As he sat down at a table in the glittering salle-à-manger, what was his great surprise and even greater delight, to see seated opposite, just slowly finishing his dessert – a small bowl of sherbet – habited in a perfectly-fitting frock coat with a red carnation in the lapel, the urbane and accomplished prince of the tribe of Al-Yam. Having exchanged mutual expressions of pleasure at this unexpected encounter, Mr. Middleton, overjoyed and elated at the successes of the day, began to pour into the ears of the prince a relation of the events that had resulted from the gift of the treatise of the learned hakim of Madras, which is in India. He told everything from the beginning to the end.

“In the morning,” he said in conclusion, “I take Mr. Brockelsby home in a cab and get the two hundred dollars.”

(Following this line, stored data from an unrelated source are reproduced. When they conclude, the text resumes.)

// SPDX-FileCopyrightText: Copyright (c) 2018-2025 slowtec GmbH <post@slowtec.de>
// SPDX-License-Identifier: MIT OR Apache-2.0

use core::fmt;

/// modbus-pdu Error
#[cfg_attr(all(feature = "defmt", target_os = "none"), derive(defmt::Format))]
#[derive(Debug, Clone, Copy, PartialEq, Eq)]
pub enum Error {
    /// Invalid coil value
    CoilValue(u16),
    /// Invalid function code
    FnCode(u8),
    /// Invalid exception code
    ExceptionCode(u8),
    /// Invalid exception function code
    ExceptionFnCode(u8),
    /// Invalid byte count
    ByteCount(usize),
    /// Malformed payload: expected length, actual length
    MalformedPayload(usize, usize),
    /// Invalid ASCII hex digit
    InvalidHexDigit(char),
    /// ASCII hex buffer with an odd length
    MalformedHexBuffer(usize),
}

impl fmt::Display for Error {
    fn fmt(&self, f: &mut fmt::Formatter) -> fmt::Result {
        use Error::*;

        match self {
            CoilValue(v) => write!(f, "Invalid coil value: 0x{v:0>4X}"),
            FnCode(fn_code) => write!(f, "Invalid function code: 0x{fn_code:0>2X}"),
            ExceptionCode(code) => write!(f, "Invalid exception code: 0x{code:0>2X}"),
            ExceptionFnCode(code) => write!(f, "Invalid exception function code: 0x{code:0>2X}"),
            ByteCount(cnt) => write!(f, "Invalid byte count: {cnt}"),
            MalformedPayload(expected, actual) => write!(
                f,
                "Malformed payload: expected {expected} byte(s), actual {actual} byte(s)"
            ),
            InvalidHexDigit(c) => write!(f, "Invalid hex digit: {c:?}"),
            MalformedHexBuffer(len) => {
                write!(f, "Malformed hex buffer: odd length {len}")
            }
        }
    }
}

impl core::error::Error for Error {}

pub(crate) type Result<T> = core::result::Result<T, Error>;

#[cfg(test)]
mod tests {
    use super::*;
    use alloc::string::ToString;

    #[test]
    fn display_malformed_payload() {
        assert_eq!(
            Error::MalformedPayload(4, 3).to_string(),
            "Malformed payload: expected 4 byte(s), actual 3 byte(s)"
        );
    }

    #[test]
    fn display_hex_errors() {
        assert_eq!(
            Error::InvalidHexDigit('G').to_string(),
            "Invalid hex digit: 'G'"
        );
        assert_eq!(
            Error::MalformedHexBuffer(3).to_string(),
            "Malformed hex buffer: odd length 3"
        );
    }

    #[test]
    fn display_codes_as_hex() {
        assert_eq!(
            Error::FnCode(0x9A).to_string(),
            "Invalid function code: 0x9A"
        );
        assert_eq!(
            Error::CoilValue(0x1234).to_string(),
            "Invalid coil value: 0x1234"
        );
    }
}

“Alas, alas!” said Achmed mournfully, his great liquid brown eyes resting sorrowfully upon Mr. Middleton. “What a corrupting effect the haste to get rich has upon American youth. My friend, it cannot be that you intend to take the two hundred dollars?”

“But I find old Brock, don’t I?’

“That is precisely what you do not do. You know where he is. You put him there. How can you say you found him?”

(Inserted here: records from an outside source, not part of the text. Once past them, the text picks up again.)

//! # Refresh Pipeline Module
//!
//! Runs the full data refresh: authenticate, fetch, save the raw document,
//! normalize and write the CSV summary. Progress is reported to a
//! [`RefreshObserver`] so the chat front-end can post status messages and
//! the CLI can log them.

use std::path::PathBuf;

use async_trait::async_trait;
use log::{info, warn};

use crate::config::AppConfig;
use crate::errors::Result;
use crate::history::OrderStore;
use crate::normalize::{normalize, OrderRecord};
use crate::orders::OrderFetcher;
use crate::session::{HttpSession, LoginProgress, SessionAuthenticator};

/// Milestones of a refresh run
#[derive(Debug, Clone, PartialEq, Eq)]
pub enum RefreshStage {
    LoggingIn,
    TokenObtained,
    LoggedIn,
    Fetched { orders: usize },
    Saved { csv_path: PathBuf, records: usize },
}

/// Receives refresh progress
#[async_trait]
pub trait RefreshObserver: Send + Sync {
    async fn on_stage(&self, stage: RefreshStage);
}

/// Observer that only logs
pub struct LogObserver;

#[async_trait]
impl RefreshObserver for LogObserver {
    async fn on_stage(&self, stage: RefreshStage) {
        info!("Refresh stage: {stage:?}");
    }
}

/// Forwards the CSRF milestone of the login to a refresh observer
struct StageProgress<'a>(&'a dyn RefreshObserver);

#[async_trait]
impl<'a> LoginProgress for StageProgress<'a> {
    async fn csrf_obtained(&self) {
        self.0.on_stage(RefreshStage::TokenObtained).await;
    }
}

/// Result of a successful refresh
#[derive(Debug, Clone)]
pub struct RefreshReport {
    pub json_path: PathBuf,
    pub csv_path: PathBuf,
    pub records: Vec<OrderRecord>,
}

/// Log in, fetch fresh orders and rewrite both artifacts
pub async fn refresh_orders(
    config: &AppConfig,
    store: &OrderStore,
    observer: &dyn RefreshObserver,
) -> Result<RefreshReport> {
    let credentials = config.require_credentials()?;
    let session = HttpSession::new(&config.http)?;
    let authenticator =
        SessionAuthenticator::new(&session, &config.endpoints, config.fetch.login_fallback);

    observer.on_stage(RefreshStage::LoggingIn).await;
    let login = authenticator
        .authenticate_with_progress(credentials, &StageProgress(observer))
        .await;

    // Cookies are dumped whether or not the login succeeded
    let cookies = match &login {
        Ok(tokens) => tokens.cookies.clone(),
        Err(_) => session.cookies_for(&config.endpoints.site_url),
    };
    if let Err(e) = store.save_cookies(&cookies) {
        warn!("Could not save login cookies: {e}");
    }
    let tokens = login?;
    observer.on_stage(RefreshStage::LoggedIn).await;

    let fetcher = OrderFetcher::new(&session, &config.endpoints);
    let raw_orders = fetcher
        .fetch_all(&tokens.access_token, config.fetch.page_size, config.fetch.max_pages)
        .await?;
    let json_path = store.save_raw_orders(&raw_orders)?;
    observer
        .on_stage(RefreshStage::Fetched {
            orders: raw_orders.len(),
        })
        .await;

    let records = normalize(&raw_orders);
    let csv_path = store.write_records(&records)?;
    observer
        .on_stage(RefreshStage::Saved {
            csv_path: csv_path.clone(),
            records: records.len(),
        })
        .await;

    Ok(RefreshReport {
        json_path,
        csv_path,
        records,
    })
}

/// Rebuild the CSV summary from the saved raw document
pub fn reparse_orders(store: &OrderStore) -> Result<RefreshReport> {
    let raw_orders = store.load_raw_orders()?;
    let records = normalize(&raw_orders);
    let csv_path = store.write_records(&records)?;
    Ok(RefreshReport {
        json_path: store.orders_json_path(),
        csv_path,
        records,
    })
}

“All right, I won’t do it,” said Mr. Middleton, abashed at Achmed’s reproof, a reproof his conscience told him was eminently deserved.

“I thank Allah,” said the prince, “that I am an Arab and not an American. The fortunes of my line, its glories, were not won in the vulgar pursuits of trade, in the chicanery of business, in the shady paths of speculation, in the questionable manipulation of stocks and bonds. It was not thus that the ancient houses of the nobility of Europe and the Orient built up their honorable fortunes. Never did the men of my house parley with their consciences, never did they strike a truce with their knightly instincts in order to gain gold. Ah, no, no,” mused the prince, looking pensively up at the gaily decorated ceiling as he reflected upon the glories of his line; “it was in the noble profession of arms, the illustrious practice of warfare that we won our honorable possessions. At the sacking of Medina, the third prince of our house gained a goodly treasure of gold and precious stones, and founded our fortune. In warfare with the Wahabees, we acquired countless herds and the territories for them to roam upon. By descents across the Red Sea into the realms of the Abyssinians, we took hundreds of slaves. From the Dey of Aden we acquired one hundred thousand sequins as the price of peace. In the sacking of the cities of Hedjaz and Yemen and even the dominions of Oman, did we gallantly gain in the perilous and honorable pursuit of war further store of treasure. Ah, those were brave days, those days of old, those knightly days of old! Faugh, I am out of tune with this vile commercial country and this vile commercial age.”